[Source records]
:::
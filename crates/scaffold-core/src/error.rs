//! Error types for scaffold-core

use std::fmt;
use std::path::PathBuf;

/// Result type for scaffold-core operations
pub type Result<T> = std::result::Result<T, Error>;

/// Errors that can occur in scaffold-core operations
#[derive(Debug, thiserror::Error)]
pub enum Error {
    /// Dependency spec has no package name
    #[error("Malformed dependency spec '{spec}': expected <name>@<requirement>")]
    MalformedSpec { spec: String },

    /// A task with this name is already registered on the project
    #[error("Duplicate task: {name}")]
    DuplicateTask { name: String },

    /// A sibling component already uses this name
    #[error("Duplicate component '{name}' under {scope}")]
    DuplicateComponent { scope: String, name: String },

    /// No project encloses the given component
    #[error("No enclosing project for component {path}")]
    NoEnclosingProject { path: String },

    /// No synthesized task with this name
    #[error("Task not found: {name}")]
    TaskNotFound { name: String },

    /// A task step exited non-zero; remaining steps were skipped
    #[error("Task '{task}' failed at step {step_index} (exit code: {})", display_code(*exit_code))]
    TaskStepFailed {
        task: String,
        step_index: usize,
        exit_code: Option<i32>,
    },

    /// A task step could not be started
    #[error("Task '{task}' could not start step {step_index}: {source}")]
    StepSpawn {
        task: String,
        step_index: usize,
        #[source]
        source: std::io::Error,
    },

    /// A step's working directory escapes the runtime working directory
    #[error("Task '{task}' step {step_index} cwd {cwd:?} is outside {workdir:?}")]
    StepCwdOutsideWorkdir {
        task: String,
        step_index: usize,
        cwd: PathBuf,
        workdir: PathBuf,
    },

    /// One or more components failed to synthesize
    #[error("Synthesis failed for {} component(s): {}", failures.len(), SynthFailures(failures))]
    Synthesis { failures: Vec<SynthFailure> },

    /// Filesystem error from scaffold-fs
    #[error(transparent)]
    Fs(#[from] scaffold_fs::Error),

    /// Standard I/O error
    #[error(transparent)]
    Io(#[from] std::io::Error),

    /// JSON serialization/deserialization error
    #[error(transparent)]
    Json(#[from] serde_json::Error),
}

/// A component that failed during the synthesis phase
#[derive(Debug)]
pub struct SynthFailure {
    /// Tree path of the failing component
    pub component: String,
    pub error: Box<Error>,
}

fn display_code(code: Option<i32>) -> String {
    match code {
        Some(code) => code.to_string(),
        None => "terminated by signal".to_string(),
    }
}

struct SynthFailures<'a>(&'a [SynthFailure]);

impl fmt::Display for SynthFailures<'_> {
    fn fmt(&self, f: &mut fmt::Formatter<'_>) -> fmt::Result {
        for (i, failure) in self.0.iter().enumerate() {
            if i > 0 {
                write!(f, "; ")?;
            }
            write!(f, "{}: {}", failure.component, failure.error)?;
        }
        Ok(())
    }
}
//! pip dependency manager

use scaffold_core::{
    Component, ComponentTree, Dependencies, Dependency, DependencyType, Error, NodeId, Project,
    Result, SynthContext, Task, TaskOptions, TaskRuntime, TypedPackageProvider,
};
use scaffold_fs::NormalizedPath;
use serde::Deserialize;

use super::requirements::{RequirementsFile, RequirementsFileOptions};

/// Name of the task that installs the project's dependencies
pub const INSTALL_TASK: &str = "install";

/// Options for [`Pip`]
#[derive(Debug, Clone, PartialEq, Eq, Deserialize)]
#[serde(default, rename_all = "kebab-case")]
pub struct PipOptions {
    /// Command used to invoke pip in the install task
    pub pip: String,
    pub requirements_file: String,
    pub dev_requirements_file: String,
}

impl Default for PipOptions {
    fn default() -> Self {
        Self {
            pip: "pip".to_string(),
            requirements_file: "requirements.txt".to_string(),
            dev_requirements_file: "requirements-dev.txt".to_string(),
        }
    }
}

/// Manages dependencies with requirements files and the pip CLI.
///
/// Construction adds a runtime and a dev requirements file to the
/// enclosing project and registers its `install` task. After synthesis,
/// the post-synthesis phase runs that task from the project outdir.
#[derive(Debug)]
pub struct Pip {
    deps: Dependencies,
    install_task: Task,
    outdir: NormalizedPath,
}

impl Pip {
    /// Attach pip to the project enclosing `scope`.
    ///
    /// Every name pip needs (the `install` task, both requirements files
    /// under the project and `Pip` under `scope`) is checked before
    /// anything is declared, so a failed call leaves the tree and the task
    /// registry untouched.
    pub fn new(tree: &mut ComponentTree, scope: NodeId, options: PipOptions) -> Result<NodeId> {
        let (project_id, project) =
            Project::find(tree, scope).ok_or_else(|| Error::NoEnclosingProject {
                path: tree.path(scope),
            })?;
        if project.tasks().try_find(INSTALL_TASK).is_some() {
            return Err(Error::DuplicateTask {
                name: INSTALL_TASK.to_string(),
            });
        }
        let claims = [
            (project_id, options.requirements_file.as_str()),
            (project_id, options.dev_requirements_file.as_str()),
            (scope, "Pip"),
        ];
        for (i, &(parent, name)) in claims.iter().enumerate() {
            if tree.child(parent, name).is_some() || claims[..i].contains(&(parent, name)) {
                return Err(Error::DuplicateComponent {
                    scope: tree.path(parent),
                    name: name.to_string(),
                });
            }
        }

        let deps = project.deps().clone();
        let outdir = project.outdir().clone();
        let install_task = project.add_task(
            INSTALL_TASK,
            TaskOptions::described("Install and upgrade dependencies"),
        )?;
        install_task.exec(format!("{} install --upgrade pip", options.pip));
        install_task.exec(format!("{} install -r {}", options.pip, options.requirements_file));
        install_task.exec(format!(
            "{} install -r {}",
            options.pip, options.dev_requirements_file
        ));

        RequirementsFile::new(
            tree,
            project_id,
            options.requirements_file,
            RequirementsFileOptions {
                package_provider: Box::new(TypedPackageProvider::runtime(deps.clone())),
            },
        )?;
        RequirementsFile::new(
            tree,
            project_id,
            options.dev_requirements_file,
            RequirementsFileOptions {
                package_provider: Box::new(TypedPackageProvider::devenv(deps.clone())),
            },
        )?;

        tree.add(
            scope,
            "Pip",
            Self {
                deps,
                install_task,
                outdir,
            },
        )
    }

    /// Add a runtime dependency.
    ///
    /// `spec` has the form `<module>@<requirement>`.
    pub fn add_dependency(&self, spec: &str) -> Result<Dependency> {
        self.deps.add_dependency(spec, DependencyType::Runtime)
    }

    /// Add a development dependency.
    ///
    /// `spec` has the form `<module>@<requirement>`.
    pub fn add_dev_dependency(&self, spec: &str) -> Result<Dependency> {
        self.deps.add_dependency(spec, DependencyType::Devenv)
    }

    pub fn install_task(&self) -> &Task {
        &self.install_task
    }

    /// Run the synthesized install task in the project outdir.
    pub fn install_dependencies(&self) -> Result<()> {
        tracing::info!(outdir = %self.outdir, "Installing dependencies...");
        TaskRuntime::new(self.outdir.clone()).run_task(&self.install_task.name())
    }
}

impl Component for Pip {
    fn post_synthesize(&self, _ctx: &SynthContext<'_>) -> Result<()> {
        self.install_dependencies()
    }
}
:::
Problem requirements:
Repeat the entries above exactly, from the first line through the line containing "synthesized task with this name".

Solution below:
filename crates/scaffold-core/src/error.rs
//! Error types for scaffold-core

use std::fmt;
use std::path::PathBuf;

/// Result type for scaffold-core operations
pub type Result<T> = std::result::Result<T, Error>;

/// Errors that can occur in scaffold-core operations
#[derive(Debug, thiserror::Error)]
pub enum Error {
    /// Dependency spec has no package name
    #[error("Malformed dependency spec '{spec}': expected <name>@<requirement>")]
    MalformedSpec { spec: String },

    /// A task with this name is already registered on the project
    #[error("Duplicate task: {name}")]
    DuplicateTask { name: String },

    /// A sibling component already uses this name
    #[error("Duplicate component '{name}' under {scope}")]
    DuplicateComponent { scope: String, name: String },

    /// No project encloses the given component
    #[error("No enclosing project for component {path}")]
    NoEnclosingProject { path: String },

    /// No synthesized task with this name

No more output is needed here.